### AVAILABLE DATA
//! Public landing page.

use crate::app_lib::theme::Theme;
use crate::components::AppShell;
use leptos::prelude::*;
use leptos_router::components::A;
use loan_core::routes::paths;

const STATS: [(&str, &str); 4] = [
    ("5,000+", "Students Funded"),
    ("12", "University Partners"),
    ("98%", "Completion Rate"),
    ("Le 2B+", "Disbursed"),
];

const FEATURES: [(&str, &str, &str); 3] = [
    (
        "account_balance_wallet",
        "Flexible Payments",
        "Choose from multiple payment options including NASSIT pension deductions, bank transfers and mobile money.",
    ),
    (
        "visibility",
        "No Hidden Fees",
        "Transparent pricing with no surprise charges. Know exactly what you will pay before you sign.",
    ),
    (
        "school",
        "Direct University Payments",
        "We pay your university directly, ensuring your tuition is covered on time every semester.",
    ),
];

const STEPS: [(&str, &str); 4] = [
    (
        "Apply Online",
        "Complete our simple online application form with your personal, student and university details.",
    ),
    (
        "Get Approved",
        "Our team reviews your application and provides a quick decision, usually within 3-5 business days.",
    ),
    (
        "University Payment",
        "We disburse funds directly to your university to cover tuition and fees.",
    ),
    (
        "Flexible Repayment",
        "Make manageable monthly payments through automatic NASSIT deductions or your preferred method.",
    ),
];

const TESTIMONIALS: [(&str, &str, &str); 3] = [
    (
        "John Kamara",
        "Parent - Civil Servant",
        "Payfee made it possible for my daughter to start university on time. The salary deduction means I never miss a payment.",
    ),
    (
        "Amina Sesay",
        "Parent",
        "The application took less than an hour and the fees went straight to Njala University.",
    ),
    (
        "Ibrahim Conteh",
        "University Administrator",
        "Payments from Payfee arrive before the semester starts. It has made fee collection far easier for us.",
    ),
];

#[component]
pub fn WebsitePage() -> impl IntoView {
    view! {
        <AppShell>
            <section class="text-center py-12">
                <h1 class="text-4xl md:text-5xl font-extrabold text-gray-900 dark:text-white">
                    "Parents Fund, " <span class="text-blue-600">"Children Learn"</span>
                </h1>
                <p class="mt-6 max-w-2xl mx-auto text-lg text-gray-500 dark:text-gray-400">
                    "Empowering Sierra Leone's parents to finance their children's university education with flexible, affordable student loans."
                </p>
                <div class="mt-8 flex flex-col sm:flex-row justify-center gap-4">
                    <A
                        href=paths::REGISTER
                        {..}
                        class="inline-flex items-center justify-center px-6 py-3 text-base font-medium text-white bg-blue-700 rounded-lg hover:bg-blue-800"
                    >
                        "Apply Now"
                        <span class="material-symbols-outlined ml-2">"arrow_forward"</span>
                    </A>
                    <A
                        href=paths::LOGIN
                        {..}
                        class="inline-flex items-center justify-center px-6 py-3 text-base font-medium text-gray-900 bg-white border border-gray-300 rounded-lg hover:bg-gray-100 dark:bg-gray-800 dark:text-white dark:border-gray-600"
                    >
                        "Sign In"
                    </A>
                </div>
            </section>

            <section class="grid grid-cols-2 md:grid-cols-4 gap-4 py-8">
                {STATS
                    .into_iter()
                    .map(|(value, label)| {
                        view! {
                            <div class=format!("{} text-center", Theme::CARD)>
                                <p class="text-3xl font-bold text-blue-600">{value}</p>
                                <p class="text-sm text-gray-500 dark:text-gray-400">{label}</p>
                            </div>
                        }
                    })
                    .collect_view()}
            </section>

            <section class="py-12">
                <h2 class="text-3xl font-bold text-center text-gray-900 dark:text-white">
                    "Why Parents Choose Payfee?"
                </h2>
                <p class="mt-2 text-center text-gray-500 dark:text-gray-400">
                    "Our platform makes education financing simple, transparent, and accessible."
                </p>
                <div class="mt-8 grid md:grid-cols-3 gap-6">
                    {FEATURES
                        .into_iter()
                        .map(|(icon, title, text)| {
                            view! {
                                <div class=format!("{} group", Theme::CARD)>
                                    <span class=format!("{} text-4xl", Theme::ICON)>{icon}</span>
                                    <h3 class="mt-4 text-xl font-semibold text-gray-900 dark:text-white">
                                        {title}
                                    </h3>
                                    <p class="mt-2 text-gray-500 dark:text-gray-400">{text}</p>
                                </div>
                            }
                        })
                        .collect_view()}
                </div>
            </section>

            <section class="py-12">
                <h2 class="text-3xl font-bold text-center text-gray-900 dark:text-white">
                    "How It Works"
                </h2>
                <p class="mt-2 text-center text-gray-500 dark:text-gray-400">
                    "Getting started with Payfee is simple and straightforward for every parent."
                </p>
                <ol class="mt-8 grid md:grid-cols-4 gap-6">
                    {STEPS
                        .into_iter()
                        .enumerate()
                        .map(|(index, (title, text))| {
                            view! {
                                <li class=Theme::CARD>
                                    <span class="inline-flex items-center justify-center w-10 h-10 rounded-full bg-blue-600 text-white font-bold">
                                        {index + 1}
                                    </span>
                                    <h3 class="mt-4 font-semibold text-gray-900 dark:text-white">
                                        {title}
                                    </h3>
                                    <p class="mt-2 text-sm text-gray-500 dark:text-gray-400">{text}</p>
                                </li>
                            }
                        })
                        .collect_view()}
                </ol>
                <div class="mt-8 text-center">
                    <A
                        href=paths::REGISTER
                        {..}
                        class="inline-flex items-center px-6 py-3 text-base font-medium text-white bg-blue-700 rounded-lg hover:bg-blue-800"
                    >
                        "Start Your Application"
                    </A>
                </div>
            </section>

            <section class="py-12">
                <h2 class="text-3xl font-bold text-center text-gray-900 dark:text-white">
                    "What Our Users Say"
                </h2>
                <p class="mt-2 text-center text-gray-500 dark:text-gray-400">
                    "Hear from parents, including NASSIT pensioners, who have funded their children's studies with Payfee."
                </p>
                <div class="mt-8 grid md:grid-cols-3 gap-6">
                    {TESTIMONIALS
                        .into_iter()
                        .map(|(name, role, quote)| {
                            view! {
                                <figure class=Theme::CARD>
                                    <blockquote class="text-gray-600 dark:text-gray-300">
                                        {format!("\u{201c}{quote}\u{201d}")}
                                    </blockquote>
                                    <figcaption class="mt-4">
                                        <p class="font-semibold text-gray-900 dark:text-white">{name}</p>
                                        <p class="text-sm text-gray-500 dark:text-gray-400">{role}</p>
                                    </figcaption>
                                </figure>
                            }
                        })
                        .collect_view()}
                </div>
            </section>

            <footer class="border-t border-gray-200 dark:border-gray-800 py-8 grid md:grid-cols-3 gap-6 text-sm text-gray-500 dark:text-gray-400">
                <div>
                    <p class="font-bold text-gray-900 dark:text-white">"Payfee"</p>
                    <p class="mt-2">"Education financing for Sierra Leonean families."</p>
                </div>
                <div>
                    <p class="font-semibold text-gray-900 dark:text-white">"Quick Links"</p>
                    <ul class="mt-2 space-y-1">
                        <li>
                            <A href=paths::REGISTER {..} class=Theme::LINK>
                                "Apply"
                            </A>
                        </li>
                        <li>
                            <A href=paths::LOGIN {..} class=Theme::LINK>
                                "Sign In"
                            </A>
                        </li>
                    </ul>
                </div>
                <div>
                    <p class="font-semibold text-gray-900 dark:text-white">"Contact Us"</p>
                    <p class="mt-2">"25 Siaka Stevens St, Freetown"</p>
                    <p>"Sierra Leone"</p>
                    <p>"Email: info@payfee.sl"</p>
                    <p>"Phone: +232 76 123 4567"</p>
                </div>
            </footer>
        </AppShell>
    }
}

### YOUR GOAL
Check each line in the data for the word "LOGIN", then report only how many lines contain it.

### OUTPUT OF THE TASK
2